# [TASK REQUIREMENTS]
Copy each line in the data below that contains the word "factory".

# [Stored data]
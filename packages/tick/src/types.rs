// Tick state

use soroban_sdk::contracttype;

/// State tracked for each initialized tick boundary
#[contracttype]
#[derive(Clone, Debug)]
pub struct TickInfo {
    /// Total liquidity referencing this tick from either side
    pub liquidity_gross: i128,
    /// Net liquidity change when crossing left-to-right
    pub liquidity_net: i128,
    /// Fee growth on the far side of this tick for token0
    pub fee_growth_outside_0: u128,
    /// Fee growth on the far side of this tick for token1
    pub fee_growth_outside_1: u128,
    /// Ledger time spent on the far side of this tick
    pub seconds_outside: u64,
    /// Whether this tick currently bounds any position
    pub initialized: bool,
}

impl Default for TickInfo {
    fn default() -> Self {
        Self {
            liquidity_gross: 0,
            liquidity_net: 0,
            fee_growth_outside_0: 0,
            fee_growth_outside_1: 0,
            seconds_outside: 0,
            initialized: false,
        }
    }
}
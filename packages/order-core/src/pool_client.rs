// Cross-contract access to the factory and pools
//
// Trigger passes must not abort when one entry's pool is missing or its swap
// fails, so every call here goes through try_invoke_contract and collapses
// failures to None. The mirror types below must stay field-compatible with
// the pool contract's return types.

use soroban_sdk::auth::{ContractContext, InvokerContractAuthEntry, SubContractInvocation};
use soroban_sdk::{contracttype, vec, Address, Env, IntoVal, Symbol};

/// Mirror of the pool's snapshot view
#[contracttype]
#[derive(Clone, Debug)]
pub struct PoolSnapshot {
    pub sqrt_price_x64: u128,
    pub current_tick: i32,
    pub liquidity: i128,
    pub tick_spacing: i32,
    pub token0: Address,
    pub token1: Address,
    pub fee_ppm: u32,
}

/// Mirror of the pool's swap result
#[contracttype]
#[derive(Clone, Debug)]
pub struct SwapOutcome {
    pub amount_in: i128,
    pub amount_out: i128,
    pub sqrt_price_x64: u128,
    pub current_tick: i32,
}

/// Resolve a pool address from the factory registry
pub fn lookup_pool(
    env: &Env,
    factory: &Address,
    token_a: &Address,
    token_b: &Address,
    fee_ppm: u32,
) -> Option<Address> {
    let result = env.try_invoke_contract::<Option<Address>, soroban_sdk::Error>(
        factory,
        &Symbol::new(env, "get_pool"),
        vec![
            env,
            token_a.clone().into_val(env),
            token_b.clone().into_val(env),
            fee_ppm.into_val(env),
        ],
    );

    match result {
        Ok(Ok(pool)) => pool,
        _ => None,
    }
}

/// Read a pool's current price and token pairing
pub fn fetch_pool_snapshot(env: &Env, pool: &Address) -> Option<PoolSnapshot> {
    let result = env.try_invoke_contract::<PoolSnapshot, soroban_sdk::Error>(
        pool,
        &Symbol::new(env, "get_snapshot"),
        vec![env],
    );

    match result {
        Ok(Ok(snapshot)) => Some(snapshot),
        _ => None,
    }
}

/// Execute a swap with the calling contract as sender.
///
/// The pool pulls the input from the sender inside its own invocation, so
/// the escrow transfer is pre-authorized here as a sub-invocation; invoker
/// auth alone only covers the direct pool call.
///
/// Returns None when the pool rejects the swap, so the caller can leave the
/// entry live and retry on a later trigger.
#[allow(clippy::too_many_arguments)]
pub fn try_pool_swap(
    env: &Env,
    pool: &Address,
    token_in: &Address,
    recipient: &Address,
    zero_for_one: bool,
    amount_specified: i128,
    sqrt_price_limit_x64: u128,
    min_amount_out: i128,
) -> Option<SwapOutcome> {
    let sender = env.current_contract_address();

    env.authorize_as_current_contract(vec![
        env,
        InvokerContractAuthEntry::Contract(SubContractInvocation {
            context: ContractContext {
                contract: token_in.clone(),
                fn_name: Symbol::new(env, "transfer"),
                args: (sender.clone(), pool.clone(), amount_specified).into_val(env),
            },
            sub_invocations: vec![env],
        }),
    ]);

    let result = env.try_invoke_contract::<SwapOutcome, soroban_sdk::Error>(
        pool,
        &Symbol::new(env, "swap"),
        vec![
            env,
            sender.into_val(env),
            recipient.clone().into_val(env),
            zero_for_one.into_val(env),
            amount_specified.into_val(env),
            sqrt_price_limit_x64.into_val(env),
            min_amount_out.into_val(env),
        ],
    );

    match result {
        Ok(Ok(outcome)) => Some(outcome),
        _ => None,
    }
}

# [FINAL ANSWER]
// Cross-contract access to the factory and pools
/// Resolve a pool address from the factory registry
    factory: &Address,
        factory,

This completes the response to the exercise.